Exact repetition is required: reproduce every line of the data.

(Stored items)
#####
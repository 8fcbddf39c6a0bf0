use derive_more::{Display, From};
use serde::Deserialize;
use serde_valid::yaml::FromYamlStr;
use serde_valid::Validate;

/// Environment variable that overrides `mongo.password` when loading from a file.
pub const PASSWORD_ENV: &str = "SHELTER_MONGO_PASSWORD";

// Config Type
#[derive(Debug, Clone)]
pub struct Config {
    // Connection parameters for the backing collection
    pub mongo: MongoConfig,
}

impl Config {
    pub fn from_file(file_path: &str) -> Result<Self, ConfigError> {
        let config_file_content = std::fs::read_to_string(file_path)?;
        let mut config = Self::from_yaml_str(&config_file_content)?;

        if let Ok(password) = std::env::var(PASSWORD_ENV) {
            config.mongo.password = password;
        }

        if config.mongo.password.is_empty() {
            return Err(ConfigError::MissingPassword);
        }

        Ok(config)
    }

    pub fn from_yaml_str(s: &str) -> Result<Self, ConfigError> {
        let raw_config = RawConfig::from_yaml_str(s)?;

        if raw_config.mongo.server_selection_timeout_ms == Some(0) {
            return Err(ConfigError::InvalidServerSelectionTimeout);
        }

        if let Some(key) = &raw_config.mongo.unique_index {
            if key.trim().is_empty() {
                return Err(ConfigError::EmptyUniqueIndex);
            }
        }

        Ok(Config { mongo: raw_config.mongo })
    }
}

#[derive(Debug, From, Display)]
pub enum ConfigError {
    #[display("Password not set: provide mongo.password or {}", PASSWORD_ENV)]
    #[from(ignore)]
    MissingPassword,

    #[display("Server selection timeout must be at least 1ms")]
    #[from(ignore)]
    InvalidServerSelectionTimeout,

    #[display("Unique index key must not be blank")]
    #[from(ignore)]
    EmptyUniqueIndex,

    #[display("Serde Error: {}", _0)]
    SerdeError(serde_valid::Error<serde_yaml::Error>),

    #[display("Error Reading Config File: {}", _0)]
    IoError(std::io::Error),
}

impl std::error::Error for ConfigError {}

// Intermediate Config Type as Deserialization Target
#[derive(Debug, Deserialize, Validate)]
pub struct RawConfig {
    #[validate]
    pub mongo: MongoConfig,
}

#[derive(Debug, Deserialize, Validate, Clone)]
pub struct MongoConfig {
    // The host the database server listens on
    #[validate(min_length = 1)]
    pub host: String,
    // The port the database server listens on
    #[validate(minimum = 1)]
    pub port: u16,
    // The logical database holding the collection
    #[validate(min_length = 1)]
    pub db_name: String,
    // The collection all operations target
    #[validate(min_length = 1)]
    pub collection_name: String,
    // The database the credentials are defined in
    #[validate(min_length = 1)]
    pub auth_db: String,
    #[validate(min_length = 1)]
    pub username: String,
    #[serde(default)]
    pub password: String,
    // How long the driver waits for a suitable server before failing an operation
    #[serde(default)]
    pub server_selection_timeout_ms: Option<u64>,
    // Key to build a unique index on when the repository is created
    #[serde(default)]
    pub unique_index: Option<String>,
    // Name reported to the server in the connection handshake
    #[serde(default)]
    pub app_name: Option<String>,
}

pub fn get_sample_config() -> Config {
    Config::from_file("../../config.yaml.example").unwrap()
}

#[cfg(test)]
mod tests {
    use serial_test::serial;

    use crate::config::{Config, ConfigError, PASSWORD_ENV};
    use crate::get_sample_config;

    const VALID: &str = r#"
mongo:
    host: 'localhost'
    port: 27017
    db_name: 'AAC'
    collection_name: 'animals'
    auth_db: 'admin'
    username: 'aacuser'
    password: 'secret'
"#;

    #[test]
    #[serial]
    fn test_config_parsing() {
        std::env::remove_var(PASSWORD_ENV);
        let config = get_sample_config();
        assert_eq!(config.mongo.collection_name, "animals");
        assert_eq!(config.mongo.unique_index.as_deref(), Some("animal_id"));
    }

    #[test]
    fn test_optional_fields_default_to_none() {
        let config = Config::from_yaml_str(VALID).unwrap();
        assert_eq!(config.mongo.port, 27017);
        assert_eq!(config.mongo.password, "secret");
        assert!(config.mongo.server_selection_timeout_ms.is_none());
        assert!(config.mongo.unique_index.is_none());
        assert!(config.mongo.app_name.is_none());
    }

    #[test]
    fn test_should_not_allow_empty_collection_name() {
        let config = VALID.replace("'animals'", "''");
        assert_eq!(
            if let ConfigError::SerdeError(err) = Config::from_yaml_str(&config).unwrap_err() {
                err.as_validation_errors().unwrap().to_string().contains("collection_name")
            } else {
                false
            },
            true
        );
    }

    #[test]
    fn test_should_not_allow_port_zero() {
        let config = VALID.replace("27017", "0");
        assert!(matches!(
            Config::from_yaml_str(&config).unwrap_err(),
            ConfigError::SerdeError(_)
        ));
    }

    #[test]
    fn test_should_not_allow_zero_timeout() {
        let config = format!("{}    server_selection_timeout_ms: 0\n", VALID);
        assert!(matches!(
            Config::from_yaml_str(&config).unwrap_err(),
            ConfigError::InvalidServerSelectionTimeout
        ));
    }

    #[test]
    fn test_should_not_allow_blank_unique_index() {
        let config = format!("{}    unique_index: ' '\n", VALID);
        assert!(matches!(
            Config::from_yaml_str(&config).unwrap_err(),
            ConfigError::EmptyUniqueIndex
        ));
    }

    #[test]
    #[serial]
    fn test_password_env_overrides_file() {
        let path = std::env::temp_dir().join("shelter-config-override.yaml");
        std::fs::write(&path, VALID.replace("'secret'", "''")).unwrap();

        std::env::remove_var(PASSWORD_ENV);
        assert!(matches!(
            Config::from_file(path.to_str().unwrap()).unwrap_err(),
            ConfigError::MissingPassword
        ));

        std::env::set_var(PASSWORD_ENV, "from-env");
        let config = Config::from_file(path.to_str().unwrap()).unwrap();
        assert_eq!(config.mongo.password, "from-env");

        std::env::remove_var(PASSWORD_ENV);
        std::fs::remove_file(path).unwrap();
    }

    #[test]
    fn test_missing_file_is_io_error() {
        assert!(matches!(
            Config::from_file("does-not-exist.yaml").unwrap_err(),
            ConfigError::IoError(_)
        ));
    }
}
#####
- [Your response]:
repository 8fcbddf39c6a0bf0
use derive_more::{Display, From};
use serde::Deserialize;
use serde_valid::yaml::FromYamlStr;
use serde_valid::Validate;

/// Environment variable that overrides `mongo.password` when loading from a file.
pub const PASSWORD_ENV: &str = "SHELTER_MONGO_PASSWORD";

// Config Type
#[derive(Debug, Clone)]
pub struct Config {
    // Connection parameters for the backing collection
    pub mongo: MongoConfig,
}

impl Config {
    pub fn from_file(file_path: &str) -> Result<Self, ConfigError> {
        let config_file_content = std::fs::read_to_string(file_path)?;
        let mut config = Self::from_yaml_str(&config_file_content)?;

        if let Ok(password) = std::env::var(PASSWORD_ENV) {
            config.mongo.password = password;
        }

        if config.mongo.password.is_empty() {
            return Err(ConfigError::MissingPassword);
        }

        Ok(config)
    }

    pub fn from_yaml_str(s: &str) -> Result<Self, ConfigError> {
        let raw_config = RawConfig::from_yaml_str(s)?;

        if raw_config.mongo.server_selection_timeout_ms == Some(0) {
            return Err(ConfigError::InvalidServerSelectionTimeout);
        }

        if let Some(key) = &raw_config.mongo.unique_index {
            if key.trim().is_empty() {
                return Err(ConfigError::EmptyUniqueIndex);
            }
        }

        Ok(Config { mongo: raw_config.mongo })
    }
}

#[derive(Debug, From, Display)]
pub enum ConfigError {
    #[display("Password not set: provide mongo.password or {}", PASSWORD_ENV)]
    #[from(ignore)]
    MissingPassword,

    #[display("Server selection timeout must be at least 1ms")]
    #[from(ignore)]
    InvalidServerSelectionTimeout,

    #[display("Unique index key must not be blank")]
    #[from(ignore)]
    EmptyUniqueIndex,

    #[display("Serde Error: {}", _0)]
    SerdeError(serde_valid::Error<serde_yaml::Error>),

    #[display("Error Reading Config File: {}", _0)]
    IoError(std::io::Error),
}

impl std::error::Error for ConfigError {}

// Intermediate Config Type as Deserialization Target
#[derive(Debug, Deserialize, Validate)]
pub struct RawConfig {
    #[validate]
    pub mongo: MongoConfig,
}

#[derive(Debug, Deserialize, Validate, Clone)]
pub struct MongoConfig {
    // The host the database server listens on
    #[validate(min_length = 1)]
    pub host: String,
    // The port the database server listens on
    #[validate(minimum = 1)]
    pub port: u16,
    // The logical database holding the collection
    #[validate(min_length = 1)]
    pub db_name: String,
    // The collection all operations target
    #[validate(min_length = 1)]
    pub collection_name: String,
    // The database the credentials are defined in
    #[validate(min_length = 1)]
    pub auth_db: String,
    #[validate(min_length = 1)]
    pub username: String,
    #[serde(default)]
    pub password: String,
    // How long the driver waits for a suitable server before failing an operation
    #[serde(default)]
    pub server_selection_timeout_ms: Option<u64>,
    // Key to build a unique index on when the repository is created
    #[serde(default)]
    pub unique_index: Option<String>,
    // Name reported to the server in the connection handshake
    #[serde(default)]
    pub app_name: Option<String>,
}

pub fn get_sample_config() -> Config {
    Config::from_file("../../config.yaml.example").unwrap()
}

#[cfg(test)]
mod tests {
    use serial_test::serial;

    use crate::config::{Config, ConfigError, PASSWORD_ENV};
    use crate::get_sample_config;

    const VALID: &str = r#"
mongo:
    host: 'localhost'
    port: 27017
    db_name: 'AAC'
    collection_name: 'animals'
    auth_db: 'admin'
    username: 'aacuser'
    password: 'secret'
"#;

    #[test]
    #[serial]
    fn test_config_parsing() {
        std::env::remove_var(PASSWORD_ENV);
        let config = get_sample_config();
        assert_eq!(config.mongo.collection_name, "animals");
        assert_eq!(config.mongo.unique_index.as_deref(), Some("animal_id"));
    }

    #[test]
    fn test_optional_fields_default_to_none() {
        let config = Config::from_yaml_str(VALID).unwrap();
        assert_eq!(config.mongo.port, 27017);
        assert_eq!(config.mongo.password, "secret");
        assert!(config.mongo.server_selection_timeout_ms.is_none());
        assert!(config.mongo.unique_index.is_none());
        assert!(config.mongo.app_name.is_none());
    }

    #[test]
    fn test_should_not_allow_empty_collection_name() {
        let config = VALID.replace("'animals'", "''");
        assert_eq!(
            if let ConfigError::SerdeError(err) = Config::from_yaml_str(&config).unwrap_err() {
                err.as_validation_errors().unwrap().to_string().contains("collection_name")
            } else {
                false
            },
            true
        );
    }

    #[test]
    fn test_should_not_allow_port_zero() {
        let config = VALID.replace("27017", "0");
        assert!(matches!(
            Config::from_yaml_str(&config).unwrap_err(),
            ConfigError::SerdeError(_)
        ));
    }

    #[test]
    fn test_should_not_allow_zero_timeout() {
        let config = format!("{}    server_selection_timeout_ms: 0\n", VALID);
        assert!(matches!(
            Config::from_yaml_str(&config).unwrap_err(),
            ConfigError::InvalidServerSelectionTimeout
        ));
    }

    #[test]
    fn test_should_not_allow_blank_unique_index() {
        let config = format!("{}    unique_index: ' '\n", VALID);
        assert!(matches!(
            Config::from_yaml_str(&config).unwrap_err(),
            ConfigError::EmptyUniqueIndex
        ));
    }

    #[test]
    #[serial]
    fn test_password_env_overrides_file() {
        let path = std::env::temp_dir().join("shelter-config-override.yaml");
        std::fs::write(&path, VALID.replace("'secret'", "''")).unwrap();

        std::env::remove_var(PASSWORD_ENV);
        assert!(matches!(
            Config::from_file(path.to_str().unwrap()).unwrap_err(),
            ConfigError::MissingPassword
        ));

        std::env::set_var(PASSWORD_ENV, "from-env");
        let config = Config::from_file(path.to_str().unwrap()).unwrap();
        assert_eq!(config.mongo.password, "from-env");

        std::env::remove_var(PASSWORD_ENV);
        std::fs::remove_file(path).unwrap();
    }

    #[test]
    fn test_missing_file_is_io_error() {
        assert!(matches!(
            Config::from_file("does-not-exist.yaml").unwrap_err(),
            ConfigError::IoError(_)
        ));
    }
}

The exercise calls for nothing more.